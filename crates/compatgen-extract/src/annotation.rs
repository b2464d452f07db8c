//! `from_version` annotation scanning
//!
//! A test opts into a compatibility run with a comment placed right above its
//! declaration:
//!
//! ```text
//! // from_version: v7.2.0
//! func (s *TransferTestSuite) TestMsgTransfer_Succeeds() {
//! ```
//!
//! Versions are compared as exact strings, not as semver ranges.

use crate::error::ExtractError;
use regex::Regex;
use std::sync::LazyLock;

/// Captures from the last `Test` that is followed by text ending in `()`
static TEST_FUNC_NAME: LazyLock<Regex> =
    LazyLock::new(|| Regex::new(r".*(Test.*)\(\)").expect("test function pattern is valid"));

/// Collects test functions annotated for a given version
#[derive(Debug, Clone)]
pub struct AnnotationExtractor {
    marker: String,
    annotation: Regex,
    lookahead: usize,
}

impl AnnotationExtractor {
    /// `marker` is the annotation tag (`from_version`); `lookahead` is the
    /// number of lines after the annotation searched for the declaration.
    /// A lookahead of 1 means "the immediately following line".
    pub fn new(marker: &str, lookahead: usize) -> Result<Self, ExtractError> {
        if lookahead == 0 {
            return Err(ExtractError::InvalidLookahead(lookahead));
        }

        let pattern = format!(r"^//\s+{}:\s+(\S+)", regex::escape(marker));
        let annotation = Regex::new(&pattern).map_err(|e| ExtractError::InvalidPattern(e.to_string()))?;

        Ok(Self {
            marker: marker.to_string(),
            annotation,
            lookahead,
        })
    }

    /// Return the names of the test functions annotated with exactly `version`,
    /// in file order.
    pub fn extract(&self, lines: &[String], version: &str) -> Result<Vec<String>, ExtractError> {
        let mut names = Vec::new();

        for (index, raw) in lines.iter().enumerate() {
            let line = raw.trim();

            if !line.starts_with("//") || !line.contains(&self.marker) {
                continue;
            }

            if self.annotated_version(line) != Some(version) {
                continue;
            }

            let name = self.function_after(lines, index)?;
            tracing::debug!(test = %name, annotation_line = index + 1, version, "matched annotation");
            names.push(name);
        }

        Ok(names)
    }

    /// Version declared by an annotation comment, if the line is one
    fn annotated_version<'l>(&self, line: &'l str) -> Option<&'l str> {
        self.annotation
            .captures(line)
            .and_then(|caps| caps.get(1))
            .map(|m| m.as_str())
    }

    /// Search the lookahead window after the annotation at `index`
    fn function_after(&self, lines: &[String], index: usize) -> Result<String, ExtractError> {
        let start = index + 1;
        if start >= lines.len() {
            return Err(ExtractError::AnnotationAtEndOfFile {
                line: index + 1,
                marker: self.marker.clone(),
            });
        }

        let end = (start + self.lookahead).min(lines.len());
        lines[start..end]
            .iter()
            .find_map(|line| function_name(line.trim()))
            .ok_or(ExtractError::FunctionNameNotFound {
                line: index + 1,
                lookahead: self.lookahead,
            })
    }
}

/// Extract the Go test function name from a declaration line
pub fn function_name(line: &str) -> Option<String> {
    TEST_FUNC_NAME
        .captures(line)
        .and_then(|caps| caps.get(1))
        .map(|m| m.as_str().to_string())
}

#[cfg(test)]
mod tests {
    use super::*;
    use pretty_assertions::assert_eq;

    fn lines(text: &str) -> Vec<String> {
        text.lines().map(str::to_string).collect()
    }

    fn extractor() -> AnnotationExtractor {
        AnnotationExtractor::new("from_version", 1).unwrap()
    }

    #[test]
    fn function_name_from_method_declaration() {
        assert_eq!(
            function_name("func (s *TransferTestSuite) TestMsgTransfer_Succeeds() {"),
            Some("TestMsgTransfer_Succeeds".to_string())
        );
        assert_eq!(function_name("func TestFoo()"), Some("TestFoo".to_string()));
        assert_eq!(function_name("func helper(t *testing.T) {"), None);
    }

    #[test]
    fn collects_matching_annotations_in_file_order() {
        let src = lines(
            "// from_version: v7.2.0\n\
             func (s *TransferTestSuite) TestB() {\n\
             }\n\
             \n\
             \t// from_version: v7.2.0\n\
             \tfunc (s *TransferTestSuite) TestA() {\n\
             }\n",
        );

        let names = extractor().extract(&src, "v7.2.0").unwrap();
        assert_eq!(names, vec!["TestB", "TestA"]);
    }

    #[test]
    fn other_versions_never_contribute() {
        let src = lines(
            "// from_version: v7.3.0\n\
             func (s *Suite) TestNewer() {\n\
             // from_version: v7.2.0\n\
             func (s *Suite) TestMatching() {\n\
             // from_version: v7.2.0-rc1\n\
             func (s *Suite) TestRc() {\n",
        );

        let names = extractor().extract(&src, "v7.2.0").unwrap();
        assert_eq!(names, vec!["TestMatching"]);
    }

    #[test]
    fn version_is_not_a_prefix_match() {
        let src = lines("// from_version: v7.10.0\nfunc (s *Suite) TestTen() {\n");

        assert!(extractor().extract(&src, "v7.1").unwrap().is_empty());
    }

    #[test]
    fn non_comment_lines_are_ignored() {
        let src = lines(
            "s.Require().Equal(\"from_version: v7.2.0\", x)\n\
             func (s *Suite) TestNotAnnotated() {\n",
        );

        assert!(extractor().extract(&src, "v7.2.0").unwrap().is_empty());
    }

    #[test]
    fn annotation_on_last_line_is_out_of_bounds() {
        let src = lines("func (s *Suite) TestA() {\n}\n// from_version: v7.2.0\n");

        let err = extractor().extract(&src, "v7.2.0").unwrap_err();
        assert!(matches!(err, ExtractError::AnnotationAtEndOfFile { line: 3, .. }));
    }

    #[test]
    fn next_line_without_test_function_is_fatal() {
        let src = lines("// from_version: v7.2.0\n// a second comment\nfunc (s *Suite) TestA() {\n");

        let err = extractor().extract(&src, "v7.2.0").unwrap_err();
        assert!(matches!(err, ExtractError::FunctionNameNotFound { line: 1, lookahead: 1 }));
    }

    #[test]
    fn wider_lookahead_skips_intervening_lines() {
        let src = lines("// from_version: v7.2.0\n// a second comment\nfunc (s *Suite) TestA() {\n");

        let names = AnnotationExtractor::new("from_version", 3)
            .unwrap()
            .extract(&src, "v7.2.0")
            .unwrap();
        assert_eq!(names, vec!["TestA"]);
    }

    #[test]
    fn zero_lookahead_rejected() {
        assert!(matches!(
            AnnotationExtractor::new("from_version", 0),
            Err(ExtractError::InvalidLookahead(0))
        ));
    }
}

************

§ WORK ORDER
Whenever the word "LazyLock" shows up in a line above, copy that line.

§ THE COMPLETED TASK
use std::sync::LazyLock;
static TEST_FUNC_NAME: LazyLock<Regex> =
    LazyLock::new(|| Regex::new(r".*(Test.*)\(\)").expect("test function pattern is valid"));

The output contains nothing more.